- _Work to be completed_:
Show each line from the records below in which the word "layout" occurs.
++++
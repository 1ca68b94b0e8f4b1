//! # 频谱图表生成
//!
//! 使用 `plotters` 库生成高质量谐振频谱图。
//!
//! ## 功能
//! - Q-频率散点图（对数 Q 轴，按 log₁₀Q 着色）
//! - 理论参考线（目标 Q 与设计频率）
//! - 参数扫描结果折线图
//! - 支持 PNG 和 SVG 输出
//!
//! ## 依赖关系
//! - 被 `commands/simulate.rs` 与 `commands/sweep.rs` 调用
//! - 使用 `models/resonance.rs` 的 Spectrum 结构
//! - 使用 `plotters` 渲染图表

use crate::error::{BicError, Result};
use crate::models::resonance::{Spectrum, THEORETICAL_FREQ_THZ, THEORETICAL_Q};

use plotters::prelude::*;
use std::path::Path;

/// 生成谐振频谱散点图
pub fn generate_spectrum_plot(
    spectrum: &Spectrum,
    output_path: &Path,
    title: &str,
    width: u32,
    height: u32,
    use_svg: bool,
) -> Result<()> {
    if use_svg {
        let root = SVGBackend::new(output_path, (width, height)).into_drawing_area();
        draw_spectrum_chart(&root, spectrum, title)?;
        root.present()
            .map_err(|e| BicError::PlotError(e.to_string()))?;
    } else {
        let root = BitMapBackend::new(output_path, (width, height)).into_drawing_area();
        draw_spectrum_chart(&root, spectrum, title)?;
        root.present()
            .map_err(|e| BicError::PlotError(e.to_string()))?;
    }
    Ok(())
}

/// 绘制频谱散点图的核心逻辑
fn draw_spectrum_chart<DB: DrawingBackend>(
    root: &DrawingArea<DB, plotters::coord::Shift>,
    spectrum: &Spectrum,
    title: &str,
) -> Result<()>
where
    DB::ErrorType: 'static,
{
    root.fill(&WHITE)
        .map_err(|e| BicError::PlotError(format!("{:?}", e)))?;

    // 确定坐标范围（包含理论参考点）
    let mut x_min = THEORETICAL_FREQ_THZ;
    let mut x_max = THEORETICAL_FREQ_THZ;
    let mut q_min = THEORETICAL_Q;
    let mut q_max = THEORETICAL_Q;
    for r in &spectrum.resonances {
        x_min = x_min.min(r.freq_thz);
        x_max = x_max.max(r.freq_thz);
        q_min = q_min.min(r.q);
        q_max = q_max.max(r.q);
    }
    let x_margin = ((x_max - x_min) * 0.05).max(0.05);
    let x_min = x_min - x_margin;
    let x_max = x_max + x_margin;
    let y_min = q_min / 2.0;
    let y_max = q_max * 2.0;

    let mut chart = ChartBuilder::on(root)
        .caption(title, ("sans-serif", 28).into_font())
        .margin(30)
        .x_label_area_size(50)
        .y_label_area_size(70)
        .build_cartesian_2d(x_min..x_max, (y_min..y_max).log_scale())
        .map_err(|e| BicError::PlotError(format!("{:?}", e)))?;

    chart
        .configure_mesh()
        .x_desc("Frequency (THz)")
        .y_desc("Quality Factor Q")
        .x_label_style(("sans-serif", 16))
        .y_label_style(("sans-serif", 16))
        .axis_desc_style(("sans-serif", 18))
        .draw()
        .map_err(|e| BicError::PlotError(format!("{:?}", e)))?;

    // 理论参考线：目标 Q（水平）与设计频率（垂直）
    chart
        .draw_series(std::iter::once(PathElement::new(
            vec![(x_min, THEORETICAL_Q), (x_max, THEORETICAL_Q)],
            RED.stroke_width(1),
        )))
        .map_err(|e| BicError::PlotError(format!("{:?}", e)))?;
    chart
        .draw_series(std::iter::once(PathElement::new(
            vec![(THEORETICAL_FREQ_THZ, y_min), (THEORETICAL_FREQ_THZ, y_max)],
            BLACK.stroke_width(1),
        )))
        .map_err(|e| BicError::PlotError(format!("{:?}", e)))?;

    // 散点，按 log₁₀Q 着色
    chart
        .draw_series(spectrum.resonances.iter().map(|r| {
            Circle::new((r.freq_thz, r.q), 3, q_color(r.q, q_min, q_max).filled())
        }))
        .map_err(|e| BicError::PlotError(format!("{:?}", e)))?;

    // 参考值标注
    let target_text = format!("Target Q = {:.1e}", THEORETICAL_Q);
    chart
        .draw_series(std::iter::once(Text::new(
            target_text,
            (x_min + x_margin * 0.5, y_max / 1.5),
            ("sans-serif", 14).into_font().color(&BLACK),
        )))
        .map_err(|e| BicError::PlotError(format!("{:?}", e)))?;

    Ok(())
}

/// 生成参数扫描结果图（最优 Q vs 参数值）
pub fn generate_sweep_plot(
    data: &[(f64, f64)],
    output_path: &Path,
    title: &str,
    x_desc: &str,
    width: u32,
    height: u32,
    use_svg: bool,
) -> Result<()> {
    if use_svg {
        let root = SVGBackend::new(output_path, (width, height)).into_drawing_area();
        draw_sweep_chart(&root, data, title, x_desc)?;
        root.present()
            .map_err(|e| BicError::PlotError(e.to_string()))?;
    } else {
        let root = BitMapBackend::new(output_path, (width, height)).into_drawing_area();
        draw_sweep_chart(&root, data, title, x_desc)?;
        root.present()
            .map_err(|e| BicError::PlotError(e.to_string()))?;
    }
    Ok(())
}

/// 绘制扫描结果图的核心逻辑
fn draw_sweep_chart<DB: DrawingBackend>(
    root: &DrawingArea<DB, plotters::coord::Shift>,
    data: &[(f64, f64)],
    title: &str,
    x_desc: &str,
) -> Result<()>
where
    DB::ErrorType: 'static,
{
    root.fill(&WHITE)
        .map_err(|e| BicError::PlotError(format!("{:?}", e)))?;

    let x_min = data.iter().map(|(x, _)| *x).fold(f64::INFINITY, f64::min);
    let x_max = data
        .iter()
        .map(|(x, _)| *x)
        .fold(f64::NEG_INFINITY, f64::max);
    let q_min = data.iter().map(|(_, q)| *q).fold(f64::INFINITY, f64::min);
    let q_max = data
        .iter()
        .map(|(_, q)| *q)
        .fold(f64::NEG_INFINITY, f64::max);
    let x_margin = ((x_max - x_min) * 0.05).max(1e-9);

    let mut chart = ChartBuilder::on(root)
        .caption(title, ("sans-serif", 28).into_font())
        .margin(30)
        .x_label_area_size(50)
        .y_label_area_size(70)
        .build_cartesian_2d(
            x_min - x_margin..x_max + x_margin,
            (q_min / 2.0..q_max * 2.0).log_scale(),
        )
        .map_err(|e| BicError::PlotError(format!("{:?}", e)))?;

    chart
        .configure_mesh()
        .x_desc(x_desc)
        .y_desc("Best Quality Factor Q")
        .x_label_style(("sans-serif", 16))
        .y_label_style(("sans-serif", 16))
        .axis_desc_style(("sans-serif", 18))
        .draw()
        .map_err(|e| BicError::PlotError(format!("{:?}", e)))?;

    let line_color = RGBColor(0, 102, 204);
    chart
        .draw_series(LineSeries::new(
            data.iter().copied(),
            line_color.stroke_width(2),
        ))
        .map_err(|e| BicError::PlotError(format!("{:?}", e)))?;
    chart
        .draw_series(
            data.iter()
                .map(|&(x, q)| Circle::new((x, q), 4, line_color.filled())),
        )
        .map_err(|e| BicError::PlotError(format!("{:?}", e)))?;

    Ok(())
}

/// 按 log₁₀Q 在蓝-红之间插值着色
fn q_color(q: f64, q_min: f64, q_max: f64) -> RGBColor {
    let span = (q_max.log10() - q_min.log10()).max(1e-12);
    let t = ((q.log10() - q_min.log10()) / span).clamp(0.0, 1.0);
    let lerp = |a: f64, b: f64| (a + (b - a) * t).round() as u8;
    RGBColor(lerp(0.0, 204.0), lerp(102.0, 51.0), lerp(204.0, 0.0))
}
//! # 有效哈密顿量构建
//!
//! 将 N 个介质圆盘组成的一维链建模为耦合偶极子系统，
//! 在采样频率 ω 处构建 N×N 非厄米复矩阵。
//!
//! ## 模型
//! - 对角元：(ω/ω₀)²·ε + 0.66
//! - 成对距离 r_ij = a·|i−j|，自作用距离正则化为 0.114·a
//! - 全矩阵叠加耦合项 0.62 · r³/(r_ij³ + (0.114a)³) · exp(−i·2π·r_ij/λ₀)
//!
//! ## 依赖关系
//! - 被 `bic/solver.rs` 与 `commands/simulate.rs` 调用
//! - 使用 `models/params.rs` 的 DeviceParams

use crate::models::DeviceParams;

use ndarray::Array2;
use num_complex::Complex64;
use std::f64::consts::PI;

/// 对角背景项
const DIAGONAL_OFFSET: f64 = 0.66;
/// 偶极耦合前置因子
const COUPLING_PREFACTOR: f64 = 0.62;
/// 自作用距离正则化系数（r_ii = 0.114·a）
const SELF_DISTANCE_FACTOR: f64 = 0.114;

/// 在采样频率 ω (rad/s) 处构建有效哈密顿量
pub fn build(params: &DeviceParams, omega: f64) -> Array2<Complex64> {
    let n = params.n_cells;
    let omega_0 = params.omega_0();

    let mut h: Array2<Complex64> = Array2::zeros((n, n));

    // 对角元
    let diag =
        (omega / omega_0).powi(2) * params.epsilon + Complex64::new(DIAGONAL_OFFSET, 0.0);
    for i in 0..n {
        h[[i, i]] = diag;
    }

    // 耦合项（含正则化的自作用项）
    let r_self = SELF_DISTANCE_FACTOR * params.lattice;
    let radius_cubed = params.radius.powi(3);
    for i in 0..n {
        for j in 0..n {
            let r_ij = if i == j {
                r_self
            } else {
                params.lattice * (i as f64 - j as f64).abs()
            };
            let coupling = radius_cubed / (r_ij.powi(3) + r_self.powi(3));
            let phase = Complex64::from_polar(1.0, -2.0 * PI * r_ij / params.lambda_0);
            h[[i, j]] += COUPLING_PREFACTOR * coupling * phase;
        }
    }

    h
}

/// 哈密顿量诊断信息
#[derive(Debug, Clone, Copy)]
pub struct Diagnostics {
    /// 谱条件数估计 max|λ|/min|λ|
    pub condition_estimate: f64,
    /// 对角元标准差
    pub diag_std: f64,
    /// 严格上三角元素的平均模
    pub offdiag_mean: f64,
}

/// 计算哈密顿量的诊断信息（需要预先求得的本征值）
pub fn diagnostics(h: &Array2<Complex64>, evals: &[Complex64]) -> Diagnostics {
    let n = h.nrows();

    let mean: Complex64 = (0..n).map(|i| h[[i, i]]).sum::<Complex64>() / n as f64;
    let diag_std = ((0..n)
        .map(|i| (h[[i, i]] - mean).norm_sqr())
        .sum::<f64>()
        / n as f64)
        .sqrt();

    let mut offdiag_sum = 0.0;
    let mut count = 0usize;
    for i in 0..n {
        for j in i + 1..n {
            offdiag_sum += h[[i, j]].norm();
            count += 1;
        }
    }
    let offdiag_mean = if count > 0 {
        offdiag_sum / count as f64
    } else {
        0.0
    };

    let max_ev = evals.iter().map(|z| z.norm()).fold(0.0_f64, f64::max);
    let min_ev = evals
        .iter()
        .map(|z| z.norm())
        .fold(f64::INFINITY, f64::min);
    let condition_estimate = if min_ev > 0.0 && min_ev.is_finite() {
        max_ev / min_ev
    } else {
        f64::INFINITY
    };

    Diagnostics {
        condition_estimate,
        diag_std,
        offdiag_mean,
    }
}
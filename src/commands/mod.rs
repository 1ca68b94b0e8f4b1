//! # 命令执行模块
//!
//! 实现各子命令的业务逻辑。
//!
//! ## 依赖关系
//! - 被 `main.rs` 调用
//! - 使用 `cli/`, `bic/`, `gds/`, `models/`, `utils/`
//! - 子模块: simulate, sweep, tolerance, export

pub mod export;
pub mod simulate;
pub mod sweep;
pub mod tolerance;

use crate::cli::Commands;
use crate::error::Result;

/// 执行命令
pub fn run(cmd: Commands) -> Result<()> {
    match cmd {
        Commands::Simulate(args) => simulate::execute(args),
        Commands::Sweep(args) => sweep::execute(args),
        Commands::Tolerance(args) => tolerance::execute(args),
        Commands::Export(args) => export::execute(args),
    }
}
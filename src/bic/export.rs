//! # 频谱数据导出
//!
//! 导出谐振峰数据到 CSV 和 XY 格式。
//!
//! ## 支持格式
//! - CSV: 频率、Q、线宽的完整数据
//! - XY: 两列数据交换格式（频率, Q）
//!
//! ## 依赖关系
//! - 被 `commands/simulate.rs` 调用
//! - 使用 `models/resonance.rs` 的 Spectrum 结构
//! - 使用 `csv` 库写入 CSV 文件

use crate::error::{BicError, Result};
use crate::models::Spectrum;

use std::fs::File;
use std::io::Write;
use std::path::Path;

/// 导出谐振峰为 CSV 格式（按频率升序）
pub fn to_csv(spectrum: &Spectrum, output_path: &Path) -> Result<()> {
    let mut wtr = csv::Writer::from_path(output_path).map_err(BicError::CsvError)?;

    wtr.write_record(["frequency_thz", "q", "linewidth_mhz"])
        .map_err(BicError::CsvError)?;

    let mut resonances = spectrum.resonances.clone();
    resonances.sort_by(|a, b| a.freq_thz.partial_cmp(&b.freq_thz).unwrap());

    for r in &resonances {
        wtr.write_record(&[
            format!("{:.6}", r.freq_thz),
            format!("{:.4e}", r.q),
            format!("{:.4}", r.linewidth_mhz()),
        ])
        .map_err(BicError::CsvError)?;
    }

    wtr.flush().map_err(|e| BicError::FileWriteError {
        path: output_path.display().to_string(),
        source: e,
    })?;

    Ok(())
}

/// 导出谐振峰为 XY 格式
pub fn to_xy(spectrum: &Spectrum, title: &str, output_path: &Path) -> Result<()> {
    let map_err = |e: std::io::Error| BicError::FileWriteError {
        path: output_path.display().to_string(),
        source: e,
    };

    let mut file = File::create(output_path).map_err(map_err)?;

    writeln!(file, "# BIC Resonance Spectrum: {}", title).map_err(map_err)?;
    writeln!(file, "# Columns: frequency (THz), quality factor Q").map_err(map_err)?;
    writeln!(file, "#").map_err(map_err)?;

    let mut resonances = spectrum.resonances.clone();
    resonances.sort_by(|a, b| a.freq_thz.partial_cmp(&b.freq_thz).unwrap());

    for r in &resonances {
        writeln!(file, "{:.6}\t{:.4e}", r.freq_thz, r.q).map_err(map_err)?;
    }

    Ok(())
}

#[cfg(test)]
mod tests {
    use super::*;
    use crate::models::Resonance;

    fn sample_spectrum() -> Spectrum {
        Spectrum::from_resonances(vec![
            Resonance {
                freq_thz: 193.8,
                q: 1.8e5,
            },
            Resonance {
                freq_thz: 193.4,
                q: 3.1e5,
            },
        ])
    }

    #[test]
    fn test_csv_export_sorted_by_frequency() {
        let path = std::env::temp_dir().join("bicsim_test_spectrum.csv");
        to_csv(&sample_spectrum(), &path).unwrap();

        let content = std::fs::read_to_string(&path).unwrap();
        let lines: Vec<&str> = content.lines().collect();
        assert_eq!(lines[0], "frequency_thz,q,linewidth_mhz");
        assert!(lines[1].starts_with("193.4"));
        assert!(lines[2].starts_with("193.8"));
        std::fs::remove_file(&path).ok();
    }

    #[test]
    fn test_xy_export_has_header_comments() {
        let path = std::env::temp_dir().join("bicsim_test_spectrum.xy");
        to_xy(&sample_spectrum(), "test device", &path).unwrap();

        let content = std::fs::read_to_string(&path).unwrap();
        assert!(content.starts_with("# BIC Resonance Spectrum: test device"));
        assert_eq!(content.lines().filter(|l| !l.starts_with('#')).count(), 2);
        std::fs::remove_file(&path).ok();
    }
}
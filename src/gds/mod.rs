//! # GDSII 版图模块
//!
//! 自包含的 GDSII 流格式写入器与 BIC 阵列版图生成。
//!
//! ## 依赖关系
//! - 被 `commands/export.rs` 调用
//! - 使用 `models/params.rs` 的 DeviceParams

pub mod layout;
pub mod library;
pub mod record;

pub use layout::{build_layout, LayoutOptions};
pub use library::{GdsCell, GdsElement, GdsLibrary};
++++
- _Solution for this task_:
pub mod layout;
pub use layout::{build_layout, LayoutOptions};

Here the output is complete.